Requirement | Give back the data in full. Leave nothing out.

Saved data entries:
=-=-=-=-=
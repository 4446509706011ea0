use serde::Serialize;

/// Nominal weight of an edge: the number of ticks needed to cross it
pub type Weight = u32;

/// Cumulative weight along a trace
pub type PathWeight = u64;

/// Position of a vertex template inside its topology
#[derive(Debug, Clone, Copy, PartialEq, Eq, Hash, PartialOrd, Ord)]
pub struct VertexKey(pub(crate) usize);

/// Position of an edge template inside its topology
#[derive(Debug, Clone, Copy, PartialEq, Eq, Hash, PartialOrd, Ord)]
pub struct EdgeKey(pub(crate) usize);

/// Which query the propagation engine is running
#[derive(Debug, Clone, Copy, PartialEq, Eq, Serialize)]
#[serde(rename_all = "lowercase")]
pub enum SearchMode {
    /// First arrival wins; later arrivals dead-end
    Shortest,
    /// Every rediscovery forks an independent branch
    Longest,
}

impl std::fmt::Display for SearchMode {
    fn fmt(&self, f: &mut std::fmt::Formatter<'_>) -> std::fmt::Result {
        match self {
            SearchMode::Shortest => write!(f, "shortest"),
            SearchMode::Longest => write!(f, "longest"),
        }
    }
}

/// Outcome of a path query
#[derive(Debug, Clone, PartialEq, Eq, Serialize)]
pub struct PathResult {
    pub mode: SearchMode,
    pub from: String,
    pub to: String,
    /// False when the destination is unreachable
    pub found: bool,
    /// Vertex ids from `from` to `to`, empty when not found
    pub vertices: Vec<String>,
    /// Sum of nominal weights along `vertices`
    pub weight: PathWeight,
    /// Simulation steps executed
    pub ticks: u64,
    /// Clone-on-revisit forks created (always 0 for shortest)
    pub branches: usize,
}

impl PathResult {
    /// Render the path as `A -> B -> C`
    pub fn path_display(&self) -> String {
        self.vertices.join(" -> ")
    }

    /// Number of edges along the path
    pub fn hops(&self) -> usize {
        self.vertices.len().saturating_sub(1)
    }
}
=-=-=-=-=
Worked solution |
repository 4446509706011ea0
use serde::Serialize;

/// Nominal weight of an edge: the number of ticks needed to cross it
pub type Weight = u32;

/// Cumulative weight along a trace
pub type PathWeight = u64;

/// Position of a vertex template inside its topology
#[derive(Debug, Clone, Copy, PartialEq, Eq, Hash, PartialOrd, Ord)]
pub struct VertexKey(pub(crate) usize);

/// Position of an edge template inside its topology
#[derive(Debug, Clone, Copy, PartialEq, Eq, Hash, PartialOrd, Ord)]
pub struct EdgeKey(pub(crate) usize);

/// Which query the propagation engine is running
#[derive(Debug, Clone, Copy, PartialEq, Eq, Serialize)]
#[serde(rename_all = "lowercase")]
pub enum SearchMode {
    /// First arrival wins; later arrivals dead-end
    Shortest,
    /// Every rediscovery forks an independent branch
    Longest,
}

impl std::fmt::Display for SearchMode {
    fn fmt(&self, f: &mut std::fmt::Formatter<'_>) -> std::fmt::Result {
        match self {
            SearchMode::Shortest => write!(f, "shortest"),
            SearchMode::Longest => write!(f, "longest"),
        }
    }
}

/// Outcome of a path query
#[derive(Debug, Clone, PartialEq, Eq, Serialize)]
pub struct PathResult {
    pub mode: SearchMode,
    pub from: String,
    pub to: String,
    /// False when the destination is unreachable
    pub found: bool,
    /// Vertex ids from `from` to `to`, empty when not found
    pub vertices: Vec<String>,
    /// Sum of nominal weights along `vertices`
    pub weight: PathWeight,
    /// Simulation steps executed
    pub ticks: u64,
    /// Clone-on-revisit forks created (always 0 for shortest)
    pub branches: usize,
}

impl PathResult {
    /// Render the path as `A -> B -> C`
    pub fn path_display(&self) -> String {
        self.vertices.join(" -> ")
    }

    /// Number of edges along the path
    pub fn hops(&self) -> usize {
        self.vertices.len().saturating_sub(1)
    }
}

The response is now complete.